Output range, inclusive: from the line containing "let row_no = row_no + 1;" to the line containing "let root: serde_json::Value". Restate those lines from the data below word for word and only those.

▶ Collected data entries:
- - - - -
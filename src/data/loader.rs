use std::path::Path;

use anyhow::{Context, Result, bail};
use arrow::array::{
    Array, ArrayRef, BooleanArray, Date32Array, Int32Array, Int64Array, LargeStringArray,
    StringArray,
};
use arrow::datatypes::DataType;
use arrow::record_batch::RecordBatch;
use chrono::NaiveDate;
use parquet::arrow::arrow_reader::ParquetRecordBatchReaderBuilder;
use serde::Deserialize;

use super::error::DataError;
use super::model::{Dataset, GameRecord, GameResult};

/// Columns every source file must provide.
pub const REQUIRED_COLUMNS: [&str; 5] = [
    "year_id",
    "fran_id",
    "date_game",
    "is_playoffs",
    "game_result",
];

// ---------------------------------------------------------------------------
// Public entry-point
// ---------------------------------------------------------------------------

/// Load a game dataset from a file.  Dispatch by extension.
///
/// Supported formats:
/// * `.csv`     – header row, one game per row (the Elo results export)
/// * `.json`    – `[{ "year_id": 2015, "fran_id": "Celtics", ... }, ...]`
/// * `.parquet` – the same columns as typed Arrow arrays
///
/// Any schema violation fails the whole load.
pub fn load_file(path: &Path) -> Result<Dataset, DataError> {
    let dataset = load_any(path).map_err(|e| {
        log::error!("Failed to load {}: {e:#}", path.display());
        DataError::unavailable(path, &e)
    })?;

    let seasons = dataset.seasons();
    match (seasons.last(), seasons.first()) {
        (Some(first), Some(last)) => log::info!(
            "Loaded {} games from {} (seasons {first}–{last})",
            dataset.len(),
            path.display()
        ),
        _ => log::warn!("{} contains no games", path.display()),
    }
    Ok(dataset)
}

fn load_any(path: &Path) -> Result<Dataset> {
    let ext = path
        .extension()
        .and_then(|e| e.to_str())
        .unwrap_or("")
        .to_ascii_lowercase();

    match ext.as_str() {
        "csv" => load_csv(path),
        "json" => load_json(path),
        "parquet" | "pq" => load_parquet(path),
        other => bail!("Unsupported file extension: .{other}"),
    }
}

// ---------------------------------------------------------------------------
// Row validation shared by the text formats
// ---------------------------------------------------------------------------

/// Raw row as it appears in CSV / JSON. Extra columns are ignored.
#[derive(Debug, Deserialize)]
struct RawGameRow {
    year_id: i32,
    fran_id: String,
    date_game: String,
    is_playoffs: i64,
    game_result: String,
}

impl RawGameRow {
    fn into_record(self) -> Result<GameRecord> {
        build_record(
            self.year_id,
            self.fran_id,
            parse_date(&self.date_game)?,
            self.is_playoffs,
            &self.game_result,
        )
    }
}

fn build_record(
    season: i32,
    team: String,
    date: NaiveDate,
    is_playoffs: i64,
    result: &str,
) -> Result<GameRecord> {
    if team.trim().is_empty() {
        bail!("empty 'fran_id'");
    }
    let is_playoffs = match is_playoffs {
        0 => false,
        1 => true,
        other => bail!("'is_playoffs' must be 0 or 1, got {other}"),
    };
    let result = GameResult::from_label(result).context("empty 'game_result'")?;
    Ok(GameRecord {
        season,
        team,
        date,
        is_playoffs,
        result,
    })
}

/// Accept ISO dates and the `M/D/YYYY` form used by the Elo export.
pub fn parse_date(s: &str) -> Result<NaiveDate> {
    let s = s.trim();
    NaiveDate::parse_from_str(s, "%Y-%m-%d")
        .or_else(|_| NaiveDate::parse_from_str(s, "%m/%d/%Y"))
        .or_else(|_| {
            // Timestamps such as "2015-04-15T00:00:00" or "2015-04-15 00:00:00".
            let date_part = s.split(&['T', ' '][..]).next().unwrap_or(s);
            NaiveDate::parse_from_str(date_part, "%Y-%m-%d")
        })
        .with_context(|| format!("'{s}' is not a date"))
}

fn ensure_columns(present: &[String], source: &str) -> Result<()> {
    let missing: Vec<&str> = REQUIRED_COLUMNS
        .iter()
        .copied()
        .filter(|col| !present.iter().any(|p| p == col))
        .collect();
    if !missing.is_empty() {
        bail!("{source} missing required column(s): {}", missing.join(", "));
    }
    Ok(())
}

// ---------------------------------------------------------------------------
// CSV loader
// ---------------------------------------------------------------------------

fn load_csv(path: &Path) -> Result<Dataset> {
    let mut reader = csv::ReaderBuilder::new()
        .trim(csv::Trim::Headers)
        .from_path(path)
        .context("opening CSV")?;
    let headers: Vec<String> = reader
        .headers()
        .context("reading CSV headers")?
        .iter()
        .map(|h| h.to_string())
        .collect();
    ensure_columns(&headers, "CSV")?;

    let mut games = Vec::new();
    for (row_no, result) in reader.deserialize::<RawGameRow>().enumerate() {
        // Row numbers are 1-based data rows (header excluded).
        let row_no = row_no + 1;
        let raw = result.with_context(|| format!("CSV row {row_no}"))?;
        let game = raw
            .into_record()
            .with_context(|| format!("CSV row {row_no}"))?;
        games.push(game);
    }

    Ok(Dataset::from_games(games))
}

// ---------------------------------------------------------------------------
// JSON loader
// ---------------------------------------------------------------------------

/// Records-oriented JSON, the default `df.to_json(orient='records')`.
fn load_json(path: &Path) -> Result<Dataset> {
    let text = std::fs::read_to_string(path).context("reading JSON file")?;
    let root: serde_json::Value = serde_json::from_str(&text).context("parsing JSON")?;
    let records = root.as_array().context("Expected top-level JSON array")?;

    let mut games = Vec::with_capacity(records.len());
    for (i, rec) in records.iter().enumerate() {
        let obj = rec
            .as_object()
            .with_context(|| format!("Row {i} is not a JSON object"))?;
        let keys: Vec<String> = obj.keys().cloned().collect();
        ensure_columns(&keys, &format!("JSON row {i}"))?;

        let raw: RawGameRow = serde_json::from_value(rec.clone())
            .with_context(|| format!("JSON row {i}"))?;
        games.push(raw.into_record().with_context(|| format!("JSON row {i}"))?);
    }

    Ok(Dataset::from_games(games))
}

// ---------------------------------------------------------------------------
// Parquet loader
// ---------------------------------------------------------------------------

/// Load a Parquet file of game rows.
///
/// Accepted column types:
/// - `year_id`: Int32 / Int64
/// - `fran_id`, `game_result`: Utf8 / LargeUtf8
/// - `date_game`: Utf8 / LargeUtf8 / Date32
/// - `is_playoffs`: Int32 / Int64 / Boolean
fn load_parquet(path: &Path) -> Result<Dataset> {
    let file = std::fs::File::open(path).context("opening parquet file")?;
    let builder =
        ParquetRecordBatchReaderBuilder::try_new(file).context("reading parquet metadata")?;
    // Checked on the file schema so files without any row group are covered too.
    let names: Vec<String> = builder
        .schema()
        .fields()
        .iter()
        .map(|f| f.name().clone())
        .collect();
    ensure_columns(&names, "Parquet file")?;
    let reader = builder.build().context("building parquet reader")?;

    let mut games = Vec::new();
    let mut row_offset = 0usize;

    for batch_result in reader {
        let batch = batch_result.context("reading parquet record batch")?;

        let columns = [
            column(&batch, "year_id")?,
            column(&batch, "fran_id")?,
            column(&batch, "date_game")?,
            column(&batch, "is_playoffs")?,
            column(&batch, "game_result")?,
        ];

        for row in 0..batch.num_rows() {
            let row_no = row_offset + row + 1;
            let game = read_parquet_row(&columns, row)
                .with_context(|| format!("Parquet row {row_no}"))?;
            games.push(game);
        }
        row_offset += batch.num_rows();
    }

    Ok(Dataset::from_games(games))
}

// -- Parquet / Arrow helpers --

fn column<'a>(batch: &'a RecordBatch, name: &str) -> Result<&'a ArrayRef> {
    batch
        .column_by_name(name)
        .with_context(|| format!("Parquet file missing '{name}' column"))
}

/// Columns in [`REQUIRED_COLUMNS`] order.
fn read_parquet_row(columns: &[&ArrayRef; 5], row: usize) -> Result<GameRecord> {
    let [season_col, team_col, date_col, playoff_col, result_col] = *columns;
    let season = i32::try_from(extract_int(season_col, row, "year_id")?)
        .context("'year_id' out of range")?;
    let team = extract_str(team_col, row, "fran_id")?;
    let date = extract_date(date_col, row)?;
    let playoffs = extract_int(playoff_col, row, "is_playoffs")?;
    let result = extract_str(result_col, row, "game_result")?;
    build_record(season, team, date, playoffs, &result)
}

fn extract_int(col: &ArrayRef, row: usize, name: &str) -> Result<i64> {
    if col.is_null(row) {
        bail!("null '{name}'");
    }
    match col.data_type() {
        DataType::Int32 => {
            let arr = col
                .as_any()
                .downcast_ref::<Int32Array>()
                .context("expected Int32Array")?;
            Ok(arr.value(row) as i64)
        }
        DataType::Int64 => {
            let arr = col
                .as_any()
                .downcast_ref::<Int64Array>()
                .context("expected Int64Array")?;
            Ok(arr.value(row))
        }
        DataType::Boolean => {
            let arr = col
                .as_any()
                .downcast_ref::<BooleanArray>()
                .context("expected BooleanArray")?;
            Ok(arr.value(row) as i64)
        }
        other => bail!("'{name}' has type {other:?}, expected an integer"),
    }
}

fn extract_str(col: &ArrayRef, row: usize, name: &str) -> Result<String> {
    if col.is_null(row) {
        bail!("null '{name}'");
    }
    match col.data_type() {
        DataType::Utf8 => {
            let arr = col
                .as_any()
                .downcast_ref::<StringArray>()
                .context("expected StringArray")?;
            Ok(arr.value(row).to_string())
        }
        DataType::LargeUtf8 => {
            let arr = col
                .as_any()
                .downcast_ref::<LargeStringArray>()
                .context("expected LargeStringArray")?;
            Ok(arr.value(row).to_string())
        }
        other => bail!("'{name}' has type {other:?}, expected a string"),
    }
}

fn extract_date(col: &ArrayRef, row: usize) -> Result<NaiveDate> {
    match col.data_type() {
        DataType::Date32 => {
            if col.is_null(row) {
                bail!("null 'date_game'");
            }
            let arr = col
                .as_any()
                .downcast_ref::<Date32Array>()
                .context("expected Date32Array")?;
            arr.value_as_date(row)
                .context("'date_game' out of range")
        }
        _ => parse_date(&extract_str(col, row, "date_game")?),
    }
}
- - - - -
▶ Task response:
        let row_no = row_no + 1;
        let raw = result.with_context(|| format!("CSV row {row_no}"))?;
        let game = raw
            .into_record()
            .with_context(|| format!("CSV row {row_no}"))?;
        games.push(game);
    }

    Ok(Dataset::from_games(games))
}

// ---------------------------------------------------------------------------
// JSON loader
// ---------------------------------------------------------------------------

/// Records-oriented JSON, the default `df.to_json(orient='records')`.
fn load_json(path: &Path) -> Result<Dataset> {
    let text = std::fs::read_to_string(path).context("reading JSON file")?;
    let root: serde_json::Value = serde_json::from_str(&text).context("parsing JSON")?;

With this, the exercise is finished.